##### PROVIDED MATERIAL #####

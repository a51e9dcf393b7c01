pub mod pipelines;
pub mod plugins;
pub mod registry_helper;
pub mod run;
pub mod stream;
pub mod validate;
//! Pipeline registry: loads named pipeline definitions and serves lookups

use crate::error::RegistryError;
use crate::pipeline::{Pipeline, PipelineDefinition, PipelineInfo, PipelineSummary};
use std::collections::BTreeMap;
use std::path::{Path, PathBuf};
use std::sync::{Arc, RwLock};
use tracing::{debug, info, warn};

/// Source of pipeline definitions consumed by the executors
pub trait PipelineSource: Send + Sync {
    fn get_pipeline(&self, pipeline_id: &str) -> Option<Arc<Pipeline>>;

    fn list_pipelines(&self) -> Vec<PipelineSummary>;
}

type PipelineMap = BTreeMap<String, Arc<Pipeline>>;

/// Registry of pipelines keyed by id.
///
/// The map is built once and only ever replaced wholesale, so readers that
/// already hold an `Arc<Pipeline>` keep a consistent definition across a
/// [`PipelineRegistry::reload`].
pub struct PipelineRegistry {
    pipelines: RwLock<Arc<PipelineMap>>,
    source_dir: Option<PathBuf>,
}

impl PipelineRegistry {
    /// Create an empty registry
    pub fn new() -> Self {
        Self {
            pipelines: RwLock::new(Arc::new(PipelineMap::new())),
            source_dir: None,
        }
    }

    /// Build a registry from already constructed pipelines
    pub fn from_pipelines(pipelines: impl IntoIterator<Item = Pipeline>) -> Self {
        let mut map = PipelineMap::new();
        for pipeline in pipelines {
            insert_first(&mut map, Arc::new(pipeline), "<memory>");
        }
        Self {
            pipelines: RwLock::new(Arc::new(map)),
            source_dir: None,
        }
    }

    /// Scan a directory of `*.json` pipeline definitions.
    ///
    /// Files that fail to parse or violate pipeline invariants are logged
    /// and skipped; only an unreadable directory is an error.
    pub fn load_dir(dir: impl AsRef<Path>) -> Result<Self, RegistryError> {
        let dir = dir.as_ref().to_path_buf();
        let map = scan_dir(&dir)?;
        Ok(Self {
            pipelines: RwLock::new(Arc::new(map)),
            source_dir: Some(dir),
        })
    }

    /// Re-scan the source directory and swap in the new map.
    ///
    /// Returns the number of pipelines loaded. Registries built in memory
    /// have nothing to reload and keep their current contents.
    pub fn reload(&self) -> Result<usize, RegistryError> {
        let Some(dir) = &self.source_dir else {
            return Ok(self.len());
        };
        let map = Arc::new(scan_dir(dir)?);
        let count = map.len();
        *self
            .pipelines
            .write()
            .unwrap_or_else(|poisoned| poisoned.into_inner()) = map;
        Ok(count)
    }

    fn snapshot(&self) -> Arc<PipelineMap> {
        let guard = self
            .pipelines
            .read()
            .unwrap_or_else(|poisoned| poisoned.into_inner());
        Arc::clone(&*guard)
    }

    /// `{id, name}` of every loaded pipeline, sorted by id
    pub fn list(&self) -> Vec<PipelineSummary> {
        self.snapshot().values().map(|p| p.summary()).collect()
    }

    pub fn get(&self, pipeline_id: &str) -> Option<Arc<Pipeline>> {
        self.snapshot().get(pipeline_id).cloned()
    }

    pub fn get_info(&self, pipeline_id: &str) -> Option<PipelineInfo> {
        self.snapshot().get(pipeline_id).map(|p| p.info())
    }

    pub fn len(&self) -> usize {
        self.snapshot().len()
    }

    pub fn is_empty(&self) -> bool {
        self.snapshot().is_empty()
    }
}

impl Default for PipelineRegistry {
    fn default() -> Self {
        Self::new()
    }
}

impl PipelineSource for PipelineRegistry {
    fn get_pipeline(&self, pipeline_id: &str) -> Option<Arc<Pipeline>> {
        self.get(pipeline_id)
    }

    fn list_pipelines(&self) -> Vec<PipelineSummary> {
        self.list()
    }
}

/// Parse and validate a single definition file
pub fn load_pipeline_file(path: impl AsRef<Path>) -> Result<Pipeline, RegistryError> {
    let contents = std::fs::read_to_string(path.as_ref())?;
    let definition: PipelineDefinition = serde_json::from_str(&contents)?;
    Ok(Pipeline::from_definition(definition)?)
}

fn scan_dir(dir: &Path) -> Result<PipelineMap, RegistryError> {
    let mut paths: Vec<PathBuf> = std::fs::read_dir(dir)?
        .filter_map(|entry| entry.ok().map(|e| e.path()))
        .filter(|path| path.is_file() && path.extension().is_some_and(|ext| ext == "json"))
        .collect();
    paths.sort();

    let mut map = PipelineMap::new();
    let mut skipped = 0usize;
    for path in &paths {
        match load_pipeline_file(path) {
            Ok(pipeline) => {
                debug!(
                    "Loaded pipeline '{}' from {}",
                    pipeline.id(),
                    path.display()
                );
                let source = path.display().to_string();
                insert_first(&mut map, Arc::new(pipeline), &source);
            }
            Err(e) => {
                skipped += 1;
                warn!("Skipping pipeline definition {}: {}", path.display(), e);
            }
        }
    }

    info!(
        "Loaded {} pipeline(s) from {} ({} skipped)",
        map.len(),
        dir.display(),
        skipped
    );
    Ok(map)
}

fn insert_first(map: &mut PipelineMap, pipeline: Arc<Pipeline>, source: &str) {
    let id = pipeline.id().to_string();
    if map.contains_key(&id) {
        warn!(
            "Duplicate pipeline id '{}' in {}, keeping first definition",
            id, source
        );
        return;
    }
    map.insert(id, pipeline);
}
//! Two-step avatar creation.
//!
//! A submitted form is validated and parked per owner until a species is
//! picked. Nothing is persisted before the species step, and a parked form
//! disappears on expiry, on completion, or when the owner submits a new one.

use std::sync::Arc;
use std::time::Duration;

use tracing::{debug, info};

use crate::avatar::cache::AvatarCache;
use crate::avatar::model::{Avatar, NewAvatar};
use crate::avatar::validate;
use crate::common::error::{BotError, BotResult, StoreError};
use crate::common::ttl::TtlCache;
use crate::stats::SpeciesCatalog;
use crate::store::AvatarRepository;

/// Raw fields of the creation form.
#[derive(Debug, Clone, PartialEq, Eq)]
pub struct AvatarForm {
    pub name: String,
    pub bracket: String,
    pub icon_url: String,
}

/// Where an owner currently stands.
#[derive(Debug, Clone, PartialEq, Eq)]
pub enum WizardState {
    AwaitingForm,
    AwaitingSpecies(AvatarForm),
}

pub struct AvatarWizard {
    repo: Arc<dyn AvatarRepository>,
    cache: Arc<AvatarCache>,
    catalog: Arc<SpeciesCatalog>,
    sessions: Arc<TtlCache<u64, AvatarForm>>,
}

impl AvatarWizard {
    pub fn new(
        repo: Arc<dyn AvatarRepository>,
        cache: Arc<AvatarCache>,
        catalog: Arc<SpeciesCatalog>,
        ttl: Duration,
    ) -> Self {
        Self {
            repo,
            cache,
            catalog,
            sessions: Arc::new(TtlCache::new(ttl)),
        }
    }

    pub async fn state(&self, owner_id: u64) -> WizardState {
        match self.sessions.get(&owner_id).await {
            Some(form) => WizardState::AwaitingSpecies(form),
            None => WizardState::AwaitingForm,
        }
    }

    /// Validate the form and park it. Every failed rule is reported.
    /// A second submission replaces any pending one.
    pub async fn submit_form(&self, owner_id: u64, form: AvatarForm) -> BotResult<AvatarForm> {
        let form = AvatarForm {
            name: form.name.trim().to_string(),
            bracket: form.bracket.trim().to_string(),
            icon_url: form.icon_url.trim().to_string(),
        };

        let mut errors: Vec<String> = [
            validate::name(&form.name),
            validate::bracket(&form.bracket),
            validate::icon_url(&form.icon_url),
        ]
        .into_iter()
        .filter_map(Result::err)
        .collect();

        if self.repo.find_by_name(owner_id, &form.name).await?.is_some() {
            errors.push(format!("You already have an avatar named '{}'", form.name));
        }

        if !errors.is_empty() {
            debug!("Avatar form from {} rejected: {:?}", owner_id, errors);
            return Err(BotError::Validation(errors));
        }

        self.sessions.set(owner_id, form.clone()).await;
        Ok(form)
    }

    /// Persist the parked form with the chosen species.
    pub async fn select_species(&self, owner_id: u64, species: &str) -> BotResult<Avatar> {
        if self.catalog.get(species).is_none() {
            return Err(BotError::invalid(format!("Unknown species '{}'", species)));
        }

        let form = self
            .sessions
            .take(&owner_id)
            .await
            .ok_or(BotError::ExpiredSession)?;

        let avatar = self
            .repo
            .create(NewAvatar {
                owner_id,
                name: form.name,
                bracket: form.bracket,
                icon_url: form.icon_url,
                species: species.to_string(),
            })
            .await
            .map_err(|e| match e {
                StoreError::Conflict { .. } => {
                    BotError::invalid("You already have an avatar with that name")
                }
                other => other.into(),
            })?;

        self.cache.invalidate(owner_id).await;
        info!("Avatar {} '{}' created for {}", avatar.id, avatar.name, owner_id);
        Ok(avatar)
    }

    pub async fn abort(&self, owner_id: u64) {
        self.sessions.invalidate(&owner_id).await;
    }

    pub fn sessions(&self) -> &Arc<TtlCache<u64, AvatarForm>> {
        &self.sessions
    }
}
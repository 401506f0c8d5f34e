//! Error types and the TTL cache shared across the application.

pub mod error;
pub mod ttl;
//! [`Responder`] over a live serenity interaction.

use std::sync::atomic::{AtomicBool, Ordering};
use std::time::Duration;

use async_trait::async_trait;
use serenity::builder::{
    CreateInteractionResponse, CreateInteractionResponseFollowup, CreateInteractionResponseMessage,
    EditInteractionResponse,
};
use serenity::collector::MessageCollector;
use serenity::model::channel::ReactionType;
use serenity::model::id::{ChannelId, MessageId, UserId};
use serenity::prelude::Context;
use tracing::{debug, warn};

use crate::common::error::DownstreamError;
use crate::discord::convert::{self, Target};
use crate::dispatch::response::{Choice, ModalForm, Response};
use crate::dispatch::Responder;

pub struct SerenityResponder {
    ctx: Context,
    target: Target,
    acknowledged: AtomicBool,
}

impl SerenityResponder {
    pub fn new(ctx: Context, target: Target) -> Self {
        Self {
            ctx,
            target,
            acknowledged: AtomicBool::new(false),
        }
    }

    fn channel_id(&self) -> ChannelId {
        match &self.target {
            Target::Command(c) => c.channel_id,
            Target::Component(c) => c.channel_id,
            Target::Modal(m) => m.channel_id,
        }
    }

    fn user_id(&self) -> UserId {
        match &self.target {
            Target::Command(c) => c.user.id,
            Target::Component(c) => c.user.id,
            Target::Modal(m) => m.user.id,
        }
    }

    async fn create(&self, response: CreateInteractionResponse) -> Result<(), DownstreamError> {
        let http = self.ctx.http.as_ref();
        match &self.target {
            Target::Command(c) => c.create_response(http, response).await?,
            Target::Component(c) => c.create_response(http, response).await?,
            Target::Modal(m) => m.create_response(http, response).await?,
        }
        self.acknowledged.store(true, Ordering::SeqCst);
        Ok(())
    }

    async fn edit(&self, builder: EditInteractionResponse) -> Result<(), DownstreamError> {
        let http = self.ctx.http.as_ref();
        match &self.target {
            Target::Command(c) => c.edit_response(http, builder).await?,
            Target::Component(c) => c.edit_response(http, builder).await?,
            Target::Modal(m) => m.edit_response(http, builder).await?,
        };
        Ok(())
    }
}

#[async_trait]
impl Responder for SerenityResponder {
    /// Commands get a "thinking" placeholder; components and modal
    /// submissions keep their message and later edit it in place.
    async fn defer(&self) -> Result<(), DownstreamError> {
        let response = match &self.target {
            Target::Command(_) => CreateInteractionResponse::Defer(CreateInteractionResponseMessage::new()),
            Target::Component(_) | Target::Modal(_) => CreateInteractionResponse::Acknowledge,
        };
        self.create(response).await
    }

    async fn modal(&self, form: &ModalForm) -> Result<(), DownstreamError> {
        self.create(CreateInteractionResponse::Modal(convert::modal(form))).await
    }

    async fn choices(&self, choices: &[Choice]) -> Result<(), DownstreamError> {
        self.create(CreateInteractionResponse::Autocomplete(convert::choices(choices)))
            .await
    }

    async fn send(&self, response: &Response) -> Result<(), DownstreamError> {
        if self.acknowledged.load(Ordering::SeqCst) {
            self.edit(convert::edit(response)).await
        } else {
            self.create(CreateInteractionResponse::Message(convert::message(response)))
                .await
        }
    }

    async fn send_plain(&self, content: &str) -> Result<(), DownstreamError> {
        if !self.acknowledged.load(Ordering::SeqCst) {
            return self
                .create(CreateInteractionResponse::Message(
                    CreateInteractionResponseMessage::new().content(content).ephemeral(true),
                ))
                .await;
        }
        let followup = CreateInteractionResponseFollowup::new().content(content).ephemeral(true);
        let http = self.ctx.http.as_ref();
        match &self.target {
            Target::Command(c) => c.create_followup(http, followup).await?,
            Target::Component(c) => c.create_followup(http, followup).await?,
            Target::Modal(m) => m.create_followup(http, followup).await?,
        };
        Ok(())
    }

    async fn next_message(&self, timeout: Duration) -> Result<Option<String>, DownstreamError> {
        let message = MessageCollector::new(&self.ctx.shard)
            .author_id(self.user_id())
            .channel_id(self.channel_id())
            .timeout(timeout)
            .next()
            .await;
        let Some(message) = message else {
            debug!("No answer from {} within {:?}", self.user_id(), timeout);
            return Ok(None);
        };
        if let Err(e) = message.delete(&self.ctx).await {
            warn!("Could not delete answer message {}: {}", message.id, e);
        }
        Ok(Some(message.content))
    }

    async fn react(&self, message_id: u64, emoji: &str) -> Result<(), DownstreamError> {
        let reaction = ReactionType::try_from(emoji)
            .map_err(|e| DownstreamError::platform(format!("bad emoji '{}': {}", emoji, e)))?;
        self.channel_id()
            .create_reaction(&self.ctx.http, MessageId::new(message_id), reaction)
            .await?;
        Ok(())
    }
}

#####

AIM OF THE TASK: From the first line of the listing above through the line that contains "pub trait PipelineSource: Send", retype every line exactly, and write nothing else.

RESULT:
repository a51e9dcf393b7c01
pub mod pipelines;
pub mod plugins;
pub mod registry_helper;
pub mod run;
pub mod stream;
pub mod validate;
//! Pipeline registry: loads named pipeline definitions and serves lookups

use crate::error::RegistryError;
use crate::pipeline::{Pipeline, PipelineDefinition, PipelineInfo, PipelineSummary};
use std::collections::BTreeMap;
use std::path::{Path, PathBuf};
use std::sync::{Arc, RwLock};
use tracing::{debug, info, warn};

/// Source of pipeline definitions consumed by the executors
pub trait PipelineSource: Send + Sync {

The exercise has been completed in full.